Queridos hermanos: Después de habernos preparado desde el principio de la Cuaresma con nuestra penitencia y nuestras obras de caridad, hoy nos reunimos para iniciar, unidos con toda la Iglesia, la celebración anual de los misterios de la pasión y resurrección de nuestro Señor Jesucristo, misterios que empezaron con la entrada de Jesús en Jerusalén. Acompañemos con fe y devoción a nuestro salvador en su entrada triunfal a la ciudad santa, para que, participando ahora de su cruz, podamos participar un día, de su gloriosa resurrección y de su vida.
Estas son las palabras con las que se inicia la procesión del Domingo de Ramos, la celebración de la entrada en Jerusalén de Nuestro Señor, Jesús.

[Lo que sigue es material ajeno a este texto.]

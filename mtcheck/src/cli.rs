use std::path::PathBuf;

use clap::Parser as ClapParser;
use mtcheck_core::FormatFamily;

#[derive(ClapParser)]
#[command(
    name = "mtcheck",
    about = "Automated MTC integration test harness for the cuems audio player.",
    version
)]
pub struct MtcheckCli {
    /// Format family to test: wav, aiff, mp3, other, video or all.
    #[arg(long, default_value_t = FormatFamily::All)]
    pub format: FormatFamily,

    /// Playback duration per scenario in seconds. Defaults to 15, or 40
    /// when --stress is set.
    #[arg(long)]
    pub duration: Option<u64>,

    /// Test only this media file instead of the format matrix.
    #[arg(long)]
    pub file: Option<PathBuf>,

    /// Run the seek stress plan after the main playback stretch.
    #[arg(long)]
    pub stress: bool,

    /// Directory holding the test media files. Defaults to
    /// ./test_video_files when it exists, else ./test_audio_files.
    #[arg(long)]
    pub media_dir: Option<PathBuf>,

    /// Path to the player binary. Defaults to probing the build output.
    #[arg(long)]
    pub player: Option<PathBuf>,

    /// First OSC command port; scenarios use consecutive ports from here.
    /// Defaults to 7000, or 8000 when --stress is set.
    #[arg(long)]
    pub port_base: Option<u16>,

    /// MTC frame rate.
    #[arg(long, default_value_t = 25)]
    pub fps: u32,

    /// Substring of the MIDI input port to listen on. Defaults to
    /// auto-detection.
    #[arg(long)]
    pub mtc_port: Option<String>,

    /// Log file path. Defaults to MTC_TEST_RESULTS_<timestamp>.log.
    #[arg(long)]
    pub log: Option<PathBuf>,

    /// Write the suite report as JSON to this path.
    #[arg(long)]
    pub report: Option<PathBuf>,
}
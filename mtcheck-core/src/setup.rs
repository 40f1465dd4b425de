//! Environment checks that must pass before any scenario runs: a usable
//! JACK audio service and the player binary itself.

use std::path::{Path, PathBuf};

use thiserror::Error;
use tracing::{info, warn};

const PLAYER_NAMES: [&str; 2] = ["audioplayer-cuems_dbg", "audioplayer-cuems"];

/// How the player will reach the JACK API.
#[derive(Debug, Clone, Copy, PartialEq, Eq)]
pub enum AudioBackend {
    /// A native `jackd` daemon is running.
    Jack,
    /// No daemon, but `pw-jack` exists; the player gets wrapped with it.
    PipeWire,
}

impl AudioBackend {
    #[inline]
    pub fn use_pw_jack(self) -> bool {
        self == AudioBackend::PipeWire
    }
}

/// Looks for a running `jackd`, then for the PipeWire compatibility
/// wrapper. Anything else means the player cannot produce audio at all.
#[inline]
pub fn detect_audio_backend() -> Result<AudioBackend, SetupError> {
    let mut system = sysinfo::System::new();
    system.refresh_all();
    if system
        .processes()
        .values()
        .any(|process| process.name().to_string_lossy() == "jackd")
    {
        info!("JACK daemon is running");
        return Ok(AudioBackend::Jack);
    }

    match which::which("pw-jack") {
        Ok(path) => {
            warn!(
                "JACK daemon not running, using pw-jack compatibility layer ({})",
                path.display()
            );
            Ok(AudioBackend::PipeWire)
        },
        Err(_) => Err(SetupError::NoAudioBackend),
    }
}

/// Resolves the player binary: an explicit path wins, otherwise the usual
/// build output locations are probed relative to `base_dir`, debug build
/// first.
#[inline]
pub fn find_player_binary(
    explicit: Option<&Path>,
    base_dir: &Path,
) -> Result<PathBuf, SetupError> {
    if let Some(path) = explicit {
        if path.is_file() {
            return Ok(path.to_path_buf());
        }
        return Err(SetupError::PlayerNotFound(path.display().to_string()));
    }

    for dir in search_dirs(base_dir) {
        for name in PLAYER_NAMES {
            let candidate = dir.join(name);
            if candidate.is_file() {
                info!("Found player binary: {}", candidate.display());
                return Ok(candidate);
            }
        }
    }

    Err(SetupError::PlayerNotFound(format!(
        "no {} under {}",
        PLAYER_NAMES[1],
        base_dir.display()
    )))
}

fn search_dirs(base_dir: &Path) -> Vec<PathBuf> {
    let mut dirs = vec![
        base_dir.join("build"),
        base_dir.join("build").join("src"),
        base_dir.to_path_buf(),
        base_dir.join("src"),
    ];
    // Running from inside build/ itself.
    if let Some(parent) = base_dir.parent() {
        dirs.push(parent.join("build"));
        dirs.push(parent.join("build").join("src"));
    }
    dirs
}

#[derive(Debug, Error)]
pub enum SetupError {
    #[error(
        "JACK is not running and pw-jack is not available; start JACK with: jackd -d alsa -r \
         44100, or install PipeWire with JACK support"
    )]
    NoAudioBackend,
    #[error("Player binary not found: {0}; build the project first")]
    PlayerNotFound(String),
}
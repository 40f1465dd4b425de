use std::{fs, path::Path};

use anyhow::Result;
use tracing::level_filters::LevelFilter;
use tracing_appender::non_blocking::WorkerGuard;
use tracing_subscriber::{
    fmt,
    layer::SubscriberExt,
    util::SubscriberInitExt,
    EnvFilter,
    Layer,
};

/// Console at `console_level` (overridable through `RUST_LOG`), full
/// detail into the log file. The returned guard must stay alive for the
/// duration of the process or buffered file output is lost.
pub fn init_logging(
    console_level: LevelFilter,
    log_path: &Path,
    file_level: LevelFilter,
) -> Result<WorkerGuard> {
    if let Some(parent) = log_path.parent() {
        if !parent.as_os_str().is_empty() {
            fs::create_dir_all(parent)?;
        }
    }
    let log_file = fs::File::create(log_path)?;
    let (non_blocking, guard) = tracing_appender::non_blocking(log_file);

    let console_filter =
        EnvFilter::builder().with_default_directive(console_level.into()).from_env_lossy();
    let console_layer = fmt::layer().compact().with_target(false).with_filter(console_filter);
    let file_layer =
        fmt::layer().with_ansi(false).with_writer(non_blocking).with_filter(file_level);

    tracing_subscriber::registry().with(console_layer).with(file_layer).init();

    Ok(guard)
}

Podemos hacer un pequeño ejercicio de memoria para situarnos ante Cristo, y para disponernos mejor. El pasado, nuestra memoria: nos lleva a recordar este tiempo de Cuaresma que hemos vivido (penitencia y obras de caridad) y que más allá de cómo estemos hoy, ha sido un momento de gracia, un regalo de la generosidad de Dios que quiere que el pecador se convierta y viva:
¿Acaso quiero yo la muerte del malvado -oráculo del Señor-, y no que se convierta de su conducta y que viva? (Ez 18, 23).
El presente, este momento: nos lleva a las puertas de la ciudad de Jerusalén, a aquel escenario en el que nosotros salimos al encuentro de Cristo que llega, y bendecimos los pies del que viene en nombre de Dios:
¡Qué hermosos son sobre los montes los pies del mensajero que anuncia la paz, que trae buenas nuevas, que anuncia salvación, que dice a Sión: «Ya reina tu Dios! (Is 52, 7).
Se da en nosotros un acto de fe, reconocemos a lo lejos a Jesús que viene y le confesamos como nuestro Salvador (le acompañamos con fe y devoción). Este acto de fe y de amor por el Señor que viene resume nuestro presente. El futuro, nuestra esperanza: está enraizado en nuestra memoria, pues hacemos memoria del camino cuaresmal, de la paciencia de Dios, de aquel Via Crucis rezado y contemplado que nos conmovió. Sólo cuando hacemos verdadera memoria de las acciones de Dios en nuestra vida nos abrimos a la esperanza, nos adentramos en el futuro. Y este futuro inmediato es la muerte en la cruz de Cristo y su resurrección gloriosa; podemos esperar entonces esa nueva vida, ese cambio en nuestra vida guiado no por mí sino por la sabiduría de Dios (participar un día de su gloriosa resurrección y de su vida).
Mi Señor me ha dado una lengua de iniciado, para saber decir al abatido una palabra de aliento. (Is 50, 47).
Esta frase de la primera lectura nos recuerda algo importante. En estos días podemos hacer dos cosas para escuchar a Cristo y no ser distraídos por el mundo: fijar nuestra mirada en el Señor que sufre por mí, y escuchar precisamente esa palabra de aliento que Cristo tiene reservada para mí en lo más hondo de su sagrado corazón. El Señor sufre, el Señor nos habla. Queremos callar para poderle mirar y poder ser conmovidos por su amor, y queremos también guardar ese silencio atento que sabe seguro que obtendrá la palabra oportuna para ser alentados.
Pasado, presente y futuro, es el camino de Cristo y es nuestro camino, también nuestra propia historia. Así que busquemos ese diálogo a veces mudo con el Señor para poder llegar a la Vigilia Pascual y renacer por la fe y por las buenas obras, obras que el mundo no puede hacer ni comprar, es el camino de la Pascua.